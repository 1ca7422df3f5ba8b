//! Pipeline statistics

use std::time::Duration;

use chrono::{DateTime, Utc};
use observability::SensorSummary;
use serde::Serialize;

/// Counters of one coordinator, written by the worker only
///
/// Every record that reaches the worker ends up either stored or counted
/// as an error, so `readings_stored == readings_received - errors`.
#[derive(Debug, Clone, Default, PartialEq, Serialize)]
pub struct PipelineStatistics {
    /// First successful start
    pub start_time: Option<DateTime<Utc>>,

    /// Records that entered processing (raw lines with JSON, or simulated)
    pub readings_received: u64,

    /// Sensor readings persisted
    pub readings_stored: u64,

    /// Irrigation events persisted
    pub events_stored: u64,

    /// Readings lost: parse failures plus failed sensor reading writes
    ///
    /// A reading that was stored never counts here, even if a follow-up
    /// write failed; see `partial_writes`.
    pub errors: u64,

    /// Lines without any JSON object
    pub lines_ignored: u64,

    /// Failed follow-up writes of stored readings
    ///
    /// Counts system stats and irrigation event inserts that failed after
    /// the sensor reading itself was persisted.
    pub partial_writes: u64,

    /// Items evicted from a full queue
    pub items_dropped: u64,

    /// Arrival time of the last stored reading
    pub last_reading_at: Option<DateTime<Utc>>,

    /// Sensor values of the stored readings
    pub sensors: SensorSummary,
}

impl PipelineStatistics {
    /// Stored share of received readings, in percent
    pub fn success_rate(&self) -> f64 {
        if self.readings_received == 0 {
            return 0.0;
        }
        self.readings_stored as f64 / self.readings_received as f64 * 100.0
    }

    /// Every failed item or write, lost readings and partial writes alike
    pub fn failures(&self) -> u64 {
        self.errors + self.partial_writes
    }

    /// Time since the first start
    pub fn runtime(&self, now: DateTime<Utc>) -> Duration {
        self.start_time
            .and_then(|start| (now - start).to_std().ok())
            .unwrap_or_default()
    }
}
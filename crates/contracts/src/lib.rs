//! # Contracts
//!
//! Shared data structures and traits of the soil monitor.
//! Every other crate depends on this one, reverse dependencies are prohibited.
//!
//! ## Time Model
//! - Host wall clock (`received_at`, UTC) orders records and times irrigation sessions
//! - The device clock is carried for diagnostics only and may be skewed or absent

mod alert;
mod blueprint;
mod error;
mod event;
mod store;
mod telemetry;

pub use alert::*;
pub use blueprint::*;
pub use error::*;
pub use event::*;
pub use store::*;
pub use telemetry::*;
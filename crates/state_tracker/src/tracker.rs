//! Irrigation session tracker

use chrono::{DateTime, Utc};
use contracts::{IrrigationEvent, TelemetryRecord, Trigger};
use tracing::{debug, info};

/// Soil moisture (%) below which a start is attributed to the controller
pub const DEFAULT_DRY_SOIL_THRESHOLD: f64 = 30.0;

/// Two-state irrigation tracker
///
/// Owned by a single consumer; not shared across tasks.
#[derive(Debug, Clone)]
pub struct StateTracker {
    last_active: Option<bool>,
    session_start: Option<DateTime<Utc>>,
    dry_soil_threshold: f64,
}

impl Default for StateTracker {
    fn default() -> Self {
        Self::new()
    }
}

impl StateTracker {
    pub fn new() -> Self {
        Self::with_dry_threshold(DEFAULT_DRY_SOIL_THRESHOLD)
    }

    /// Tracker using a custom auto-trigger moisture threshold
    pub fn with_dry_threshold(dry_soil_threshold: f64) -> Self {
        Self {
            last_active: None,
            session_start: None,
            dry_soil_threshold,
        }
    }

    /// Feed one record, returning the event its transition produced
    ///
    /// The first record ever only seeds the state: the pump may have been
    /// running long before we started listening, so no `start` is emitted.
    pub fn observe(&mut self, record: &TelemetryRecord) -> Option<IrrigationEvent> {
        let active = record.irrigation.active;
        let now = record.received_at;
        let moisture = record.sensors.humidity;

        let previous = self.last_active.replace(active);
        let event = match previous {
            None => {
                if active {
                    self.session_start = Some(now);
                }
                debug!(active, "irrigation state seeded");
                None
            }
            Some(false) if active => {
                let trigger = if moisture < self.dry_soil_threshold {
                    Trigger::Auto
                } else {
                    Trigger::Manual
                };
                self.session_start = Some(now);
                info!(%trigger, moisture, "irrigation started");
                Some(IrrigationEvent::start(now, trigger, Some(moisture)))
            }
            Some(true) if !active => {
                let duration = self
                    .session_start
                    .take()
                    .map(|start| (now - start).num_seconds().max(0) as u64);
                info!(duration_seconds = ?duration, moisture, "irrigation stopped");
                Some(IrrigationEvent::stop(now, duration, Some(moisture)))
            }
            Some(_) => None,
        };

        if let Some(event) = &event {
            metrics::counter!(
                "soil_monitor_irrigation_events_total",
                "event_type" => event.event_type.as_str()
            )
            .increment(1);
        }
        event
    }

    /// Back to the cold state
    pub fn reset(&mut self) {
        self.last_active = None;
        self.session_start = None;
    }

    /// Last observed pump state, `false` before any record
    pub fn is_active(&self) -> bool {
        self.last_active.unwrap_or(false)
    }

    /// Whether any record has been observed since the last reset
    pub fn is_seeded(&self) -> bool {
        self.last_active.is_some()
    }

    /// Start of the open session, if any
    pub fn session_start(&self) -> Option<DateTime<Utc>> {
        self.session_start
    }
}

#[cfg(test)]
mod tests {
    use super::*;
    use chrono::{Duration, TimeZone};
    use contracts::{
        IrrigationEventType, IrrigationStatus, SensorReadings, SystemStatus,
    };

    fn t0() -> DateTime<Utc> {
        Utc.with_ymd_and_hms(2024, 6, 1, 8, 0, 0).unwrap()
    }

    fn record(active: bool, humidity: f64, at: DateTime<Utc>) -> TelemetryRecord {
        TelemetryRecord {
            sensors: SensorReadings {
                temperature: 22.0,
                humidity,
                ph: 6.5,
                phosphorus_present: false,
                potassium_present: false,
                device_timestamp: None,
            },
            irrigation: IrrigationStatus {
                active,
                ..Default::default()
            },
            system: SystemStatus::default(),
            received_at: at,
            inferred_fields: Vec::new(),
        }
    }

    #[test]
    fn test_off_on_on_off_sequence() {
        let mut tracker = StateTracker::new();
        let times: Vec<_> = (0..4).map(|i| t0() + Duration::seconds(i * 30)).collect();

        assert!(tracker.observe(&record(false, 40.0, times[0])).is_none());

        let start = tracker.observe(&record(true, 25.0, times[1])).unwrap();
        assert_eq!(start.event_type, IrrigationEventType::Start);
        assert_eq!(start.trigger, Trigger::Auto);
        assert_eq!(start.moisture_at_event, Some(25.0));
        assert_eq!(start.timestamp, times[1]);

        assert!(tracker.observe(&record(true, 35.0, times[2])).is_none());

        let stop = tracker.observe(&record(false, 55.0, times[3])).unwrap();
        assert_eq!(stop.event_type, IrrigationEventType::Stop);
        assert_eq!(stop.duration_seconds, Some(60));
        assert_eq!(stop.trigger, Trigger::Unknown);
        assert_eq!(stop.moisture_at_event, Some(55.0));
        assert!(tracker.session_start().is_none());
    }

    #[test]
    fn test_first_record_active_only_seeds() {
        let mut tracker = StateTracker::new();
        assert!(tracker.observe(&record(true, 20.0, t0())).is_none());
        assert!(tracker.is_active());
        assert_eq!(tracker.session_start(), Some(t0()));

        let stop = tracker
            .observe(&record(false, 50.0, t0() + Duration::seconds(90)))
            .unwrap();
        assert_eq!(stop.duration_seconds, Some(90));
    }

    #[test]
    fn test_manual_trigger_when_soil_not_dry() {
        let mut tracker = StateTracker::new();
        tracker.observe(&record(false, 45.0, t0()));
        let start = tracker.observe(&record(true, 45.0, t0())).unwrap();
        assert_eq!(start.trigger, Trigger::Manual);

        let mut tracker = StateTracker::new();
        tracker.observe(&record(false, 30.0, t0()));
        let start = tracker.observe(&record(true, 30.0, t0())).unwrap();
        assert_eq!(start.trigger, Trigger::Manual, "threshold is exclusive");
    }

    #[test]
    fn test_clock_going_backwards_clamps_duration() {
        let mut tracker = StateTracker::new();
        tracker.observe(&record(false, 40.0, t0()));
        tracker.observe(&record(true, 40.0, t0()));
        let stop = tracker
            .observe(&record(false, 40.0, t0() - Duration::seconds(5)))
            .unwrap();
        assert_eq!(stop.duration_seconds, Some(0));
    }

    #[test]
    fn test_reset_returns_to_cold_state() {
        let mut tracker = StateTracker::new();
        tracker.observe(&record(false, 40.0, t0()));
        tracker.observe(&record(true, 40.0, t0()));
        tracker.reset();
        assert!(!tracker.is_seeded());
        assert!(tracker.session_start().is_none());
        // After reset the next active record only seeds again
        assert!(tracker.observe(&record(true, 40.0, t0())).is_none());
    }

    #[test]
    fn test_custom_threshold() {
        let mut tracker = StateTracker::with_dry_threshold(50.0);
        tracker.observe(&record(false, 45.0, t0()));
        let start = tracker.observe(&record(true, 45.0, t0())).unwrap();
        assert_eq!(start.trigger, Trigger::Auto);
    }

    #[test]
    fn test_events_serialize_snake_case() {
        let mut tracker = StateTracker::new();
        tracker.observe(&record(false, 20.0, t0()));
        let start = tracker.observe(&record(true, 20.0, t0())).unwrap();
        let json = serde_json::to_value(&start).unwrap();
        assert_eq!(json["event_type"], "start");
        assert_eq!(json["trigger"], "auto");
    }
}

> [EXERCISE]:
Search the material for the word "persisted" and copy every matching line.

> [FINISHED TASK]:
    /// Sensor readings persisted
    /// Irrigation events persisted
    /// the sensor reading itself was persisted.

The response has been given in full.